RideLondon has been placed on indefinite pause following a strategic review that cited operational and financial considerations, with organisers confirming the event will not continue in its current format.
The decision brings a major shift for British cycling. RideLondon was designed as one of the most visible sporting legacies of the London 2012 Olympic Games, blending mass participation rides with elite racing on closed roads through the capital and, later, Essex. Over ten editions, the event inspired more than 500,000 participants and raised more than £85 million for charity.
The organisers added that future efforts will instead focus on expanding access to cycling and promoting active travel across London and beyond.
Photo Credit: GettyFrom Olympic legacy to flagship festival
RideLondon was first held in 2013, built around the idea that London should retain the “closed roads” feel that made the Olympic road races so iconic for spectators and riders alike. The festival quickly became a fixture in the British sporting summer, offering everything from family-friendly city riding to a full-scale 100-mile sportive, alongside professional racing.

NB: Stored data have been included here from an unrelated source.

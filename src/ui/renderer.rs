use crate::core::app::App;
use crate::utils::scroll::ScrollCalculator;
use ratatui::{
    layout::{Constraint, Direction, Layout},
    style::{Color, Style},
    widgets::{Block, Borders, Paragraph},
    Frame,
};

pub fn ui(f: &mut Frame, app: &mut App) {
    let input_area_height = app.ui.input_area_height();

    let chunks = Layout::default()
        .direction(Direction::Vertical)
        .constraints([
            Constraint::Min(0),
            Constraint::Length(input_area_height),
            Constraint::Length(1),
        ])
        .split(f.area());

    // Wrap against the inner width so the scroll math counts what is drawn.
    let transcript_area = chunks[0];
    let inner_width = transcript_area.width.saturating_sub(2);
    let available_height = transcript_area.height.saturating_sub(2);
    let lines =
        ScrollCalculator::build_display_lines(&app.transcript, &app.persona_name, inner_width);
    app.ui.sync_scroll(lines.len(), available_height);

    let transcript = Paragraph::new(lines)
        .block(Block::default().borders(Borders::ALL).title("Chat History"))
        .scroll((app.ui.scroll_offset, 0));
    f.render_widget(transcript, transcript_area);

    f.render_widget(&app.ui.textarea, chunks[1]);

    let status_style = if app.is_processing() {
        Style::default().fg(Color::Yellow)
    } else {
        Style::default().fg(Color::Gray)
    };
    f.render_widget(Paragraph::new(app.status_line()).style(status_style), chunks[2]);
}
//! Plain-text extraction from the profile PDF.
//!
//! Pages are read one at a time. A page that fails to parse, or that yields
//! only whitespace, is skipped; the text of every other page is concatenated in
//! page order.

use std::error::Error as StdError;
use std::fmt;
use std::path::{Path, PathBuf};

use tracing::debug;

pub type PageError = Box<dyn StdError + Send + Sync>;

/// A paged document that can produce text for each page independently.
pub trait PageSource {
    /// Page numbers in reading order.
    fn page_numbers(&self) -> Vec<u32>;

    fn page_text(&self, page: u32) -> Result<String, PageError>;
}

impl PageSource for lopdf::Document {
    fn page_numbers(&self) -> Vec<u32> {
        self.get_pages().keys().copied().collect()
    }

    fn page_text(&self, page: u32) -> Result<String, PageError> {
        self.extract_text(&[page]).map_err(|err| err.to_string().into())
    }
}

pub fn collect_page_text(source: &impl PageSource) -> String {
    let mut text = String::new();
    for page in source.page_numbers() {
        match source.page_text(page) {
            Ok(page_text) if !page_text.trim().is_empty() => text.push_str(&page_text),
            Ok(_) => debug!(page, "skipping empty page"),
            Err(err) => debug!(page, error = %err, "skipping unparsable page"),
        }
    }
    text
}

#[derive(Debug)]
pub struct DocumentError {
    pub path: PathBuf,
    source: lopdf::Error,
}

impl fmt::Display for DocumentError {
    fn fmt(&self, f: &mut fmt::Formatter<'_>) -> fmt::Result {
        write!(f, "Failed to open PDF {}: {}", self.path.display(), self.source)
    }
}

impl StdError for DocumentError {
    fn source(&self) -> Option<&(dyn StdError + 'static)> {
        Some(&self.source)
    }
}

/// Opens the PDF at `path` and returns the text of every readable page.
///
/// Only a document that cannot be opened at all is an error.
pub fn extract_pdf_text(path: &Path) -> Result<String, DocumentError> {
    let document = lopdf::Document::load(path).map_err(|source| DocumentError {
        path: path.to_path_buf(),
        source,
    })?;
    Ok(collect_page_text(&document))
}
pub mod app;
pub mod completion;
pub mod config;
pub mod document;
pub mod evaluator;
pub mod message;
pub mod orchestrator;
pub mod persona;
pub mod prompt;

In its early years, the event was delivered in partnership with Surrey County Council, with the headline mass participation ride taking riders from London out into the Surrey Hills and back. That Surrey link also shaped the professional racing narrative, tying RideLondon closely to the Olympic route geography.
The men’s London–Surrey Classic: the rise and disappearance of a WorldTour one-day race
The elite men’s event, the RideLondon–Surrey Classic, ran from 2013 to 2019 and became the festival’s original centrepiece. It grew fast, stepping up the UCI ladder before reaching WorldTour status between 2017 and 2019, giving Britain a rare men’s WorldTour one-day race.
The course was built around a London start and finish with a long loop into Surrey and multiple climbs in the Surrey Hills. It was a route designed for a reduced bunch or a late attack rather than a straightforward sprint, with the final run-in back to The Mall providing a high-profile finish line fit for a major international race.
That race did not survive the post-pandemic reshaping of the event. RideLondon was cancelled in 2020 and 2021 due to COVID-19, and when it returned, the men’s WorldTour classic did not.

The women’s event: from a London one-day sprint to a three-stage WorldTour race
Women’s elite racing, though, had been present from the very beginning. The women’s event originally ran as a one-day race on a central London circuit, finishing on The Mall, where the short, flat laps frequently delivered sprint finishes in front of big crowds.
In 2016, the race was added to the UCI Women’s WorldTour and was renamed the RideLondon Classique. It also became notable for offering a prize fund comparable to the men’s event at the time, a statement of intent in an era when women’s prize money was still often treated as an afterthought.
After the pandemic cancellations and a change in the event’s structure, RideLondon returned in 2022 with Essex County Council as a key partner and with the women’s race expanded into a three-day stage race. The format shifted the story away from a pure London criterium and towards a mini-tour, typically using Essex for the first two stages before concluding with a circuit stage back in central London.
The move was significant: it gave the Women’s WorldTour a high-profile British stage race at a time when top-tier women’s racing was still trying to establish stable, repeatable fixtures outside the traditional heartlands.
Photo Credit: Chloe Knott for London Marathon EventsBroadcast pressures and the reality of running elite racing in London
The move to a three-stage race also brought pressure. Broadcast requirements are central to Women’s WorldTour status, and RideLondon faced scrutiny around live coverage in its early stage-race years. That tension underlined a wider truth about elite racing in the UK: putting on world-class cycling in London is logistically complex and expensive, and keeping it on the WorldTour calendar depends on partners, budgets, policing resources, and broadcast deliverables all lining up.
A decade of editions, then a slow drift towards this moment
RideLondon ran annually from 2013 to 2019, then disappeared for two years because of the pandemic. It returned in 2022, staged in partnership with Essex, and held editions again in 2023 and 2024, with the tenth and most recent event taking place in May 2024.
The organisers have now confirmed that, following the strategic review, RideLondon will not continue in its current format and has been placed on indefinite pause.
What it means for Britain’s elite women’s road calendar
For women’s racing, the pause removes a rare, high-visibility platform: a Women’s WorldTour fixture that brought the sport into the centre of London and delivered a stage-race structure on British roads. It also lands at a time when the UK’s elite women’s calendar has already been under strain, leaving fewer opportunities for domestic teams, British sponsors, and riders to compete at home in the top tier.
For now, the headline is simple: RideLondon, one of Britain’s biggest cycling weekends and a decade-long Olympic legacy project, has been put on ice, and there is no confirmed pathway for the festival or the RideLondon Classique to return in the immediate future.